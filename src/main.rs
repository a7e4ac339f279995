//! droidicon CLI entrypoint.
//!
//! Thin wrapper over the `cli` module: parse args, run one generation, and
//! exit with an appropriate status. For programmatic use, prefer the library
//! API (`droidicon::api`).

use clap::Parser;

mod cli;

fn main() -> Result<(), Box<dyn std::error::Error>> {
    let args = cli::CliArgs::parse();
    cli::run(args)
}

┄┄┄┄┄┄┄┄┄┄

§ **Work task**
Whatever appears in the data above should be set down again exactly.

§ **Written response**
filename src/main.rs
repository a7e4ac339f279995
//! droidicon CLI entrypoint.
//!
//! Thin wrapper over the `cli` module: parse args, run one generation, and
//! exit with an appropriate status. For programmatic use, prefer the library
//! API (`droidicon::api`).

use clap::Parser;

mod cli;

fn main() -> Result<(), Box<dyn std::error::Error>> {
    let args = cli::CliArgs::parse();
    cli::run(args)
}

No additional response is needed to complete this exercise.